Dataset entries:
.....

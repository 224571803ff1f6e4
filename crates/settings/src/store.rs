use std::fs;
use std::io;
use std::path::{Path, PathBuf};
use std::sync::{Arc, Mutex, PoisonError};

use hellforge_project::{write_atomic, ErrorKind};
use thiserror::Error;

use crate::config::Config;

/// 設定資料夾名稱。 / Name of the per-application configuration directory.
pub const CONFIG_DIR_NAME: &str = "hellforge";
/// 設定檔名稱。 / File name of the environment configuration.
pub const CONFIG_FILE_NAME: &str = "environment.json";

#[derive(Debug, Error)]
pub enum ConfigError {
    #[error("cannot determine the user configuration directory")]
    NoConfigDir,
    #[error("failed to serialize configuration {path}: {source}")]
    Serialize {
        path: PathBuf,
        #[source]
        source: serde_json::Error,
    },
    #[error("failed to write configuration {path}: {source}")]
    Write {
        path: PathBuf,
        #[source]
        source: io::Error,
    },
}

impl ConfigError {
    pub fn kind(&self) -> ErrorKind {
        match self {
            ConfigError::NoConfigDir => ErrorKind::NotFound,
            ConfigError::Serialize { .. } => ErrorKind::DecodeFailure,
            ConfigError::Write { .. } => ErrorKind::Io,
        }
    }
}

/// 設定檔的讀寫入口。 / Loads and persists `environment.json`.
///
/// Clones share one writer lock, so saves issued from different threads are
/// applied one whole file at a time.
#[derive(Debug, Clone)]
pub struct ConfigStore {
    path: PathBuf,
    write_lock: Arc<Mutex<()>>,
}

impl ConfigStore {
    pub fn new(path: impl Into<PathBuf>) -> Self {
        Self {
            path: path.into(),
            write_lock: Arc::new(Mutex::new(())),
        }
    }

    /// 作業系統預設的設定檔路徑。 / Per-OS default location of the configuration file.
    pub fn default_path() -> Result<PathBuf, ConfigError> {
        dirs::config_dir()
            .map(|dir| dir.join(CONFIG_DIR_NAME).join(CONFIG_FILE_NAME))
            .ok_or(ConfigError::NoConfigDir)
    }

    pub fn at_default_location() -> Result<Self, ConfigError> {
        Ok(Self::new(Self::default_path()?))
    }

    pub fn path(&self) -> &Path {
        &self.path
    }

    /// 載入設定；檔案不存在或損毀時回傳預設值。 / Loads the configuration, falling back to defaults.
    ///
    /// A missing file is created with the defaults. A corrupt file is left
    /// untouched until the next save.
    pub fn load(&self) -> Config {
        let defaults = Config::defaults_for(&self.path);
        let data = match fs::read(&self.path) {
            Ok(data) => data,
            Err(err) if err.kind() == io::ErrorKind::NotFound => {
                if let Err(err) = self.save(&defaults) {
                    log::warn!("failed to save default configuration: {err}");
                }
                return defaults;
            }
            Err(err) => {
                log::warn!("cannot read configuration {}: {err}", self.path.display());
                return defaults;
            }
        };

        match serde_json::from_slice::<Config>(&data) {
            Ok(mut config) => {
                config.sanitize(&self.path);
                config
            }
            Err(err) => {
                log::warn!(
                    "ignoring corrupt configuration {}: {err}",
                    self.path.display()
                );
                defaults
            }
        }
    }

    /// 寫入設定檔。 / Writes the whole configuration atomically.
    pub fn save(&self, config: &Config) -> Result<(), ConfigError> {
        let payload =
            serde_json::to_vec_pretty(config).map_err(|source| ConfigError::Serialize {
                path: self.path.clone(),
                source,
            })?;

        let _guard = self
            .write_lock
            .lock()
            .unwrap_or_else(PoisonError::into_inner);
        write_atomic(&self.path, &payload).map_err(|source| ConfigError::Write {
            path: self.path.clone(),
            source,
        })
    }
}

#[cfg(test)]
mod tests {
    use super::*;
    use tempfile::tempdir;

    #[test]
    fn default_path_ends_with_app_directory() {
        if let Ok(path) = ConfigStore::default_path() {
            assert!(path.ends_with("hellforge/environment.json"));
        }
    }

    #[test]
    fn write_failure_is_an_io_error() {
        let dir = tempdir().unwrap();
        let blocker = dir.path().join("file");
        fs::write(&blocker, b"").unwrap();
        let store = ConfigStore::new(blocker.join("environment.json"));
        let err = store.save(&Config::default()).unwrap_err();
        assert_eq!(err.kind(), ErrorKind::Io);
    }
}
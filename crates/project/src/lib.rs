//! Resource tree, project resolver and session model for HellForge.
//! 管理 HellForge 資源樹、專案解析與工作階段模型的核心模組。

mod serde_b64;
mod util;

pub mod archive;
pub mod error;
pub mod file_type;
pub mod path_entry;
pub mod project;
pub mod session;

pub use archive::{
    archive_tree, load_archive_trees, normalize_name, Archive, ArchiveLoader, MemoryArchive,
    MemoryArchiveLoader, ZipArchiveLoader, ZipContainer,
};
pub use error::{ErrorKind, ProjectError, ResourceError};
pub use file_type::{FileType, TemplateFn, TemplateRegistry};
pub use path_entry::{PathEntry, PathEntrySource};
pub use project::{
    CopyOutcome, Project, ProjectManifest, CONTENT_DIR, MAX_NEW_FILE_ATTEMPTS, PROJECT_EXTENSION,
};
pub use session::{AppState, EditorState, ToolWindowKind, ToolWindowState, WindowState};
pub use util::write_atomic;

.....

» WORK ORDER
Find and copy every line in the entries above where the string "payload" occurs.

» WORKED SOLUTION
        let payload =
        write_atomic(&self.path, &payload).map_err(|source| ConfigError::Write {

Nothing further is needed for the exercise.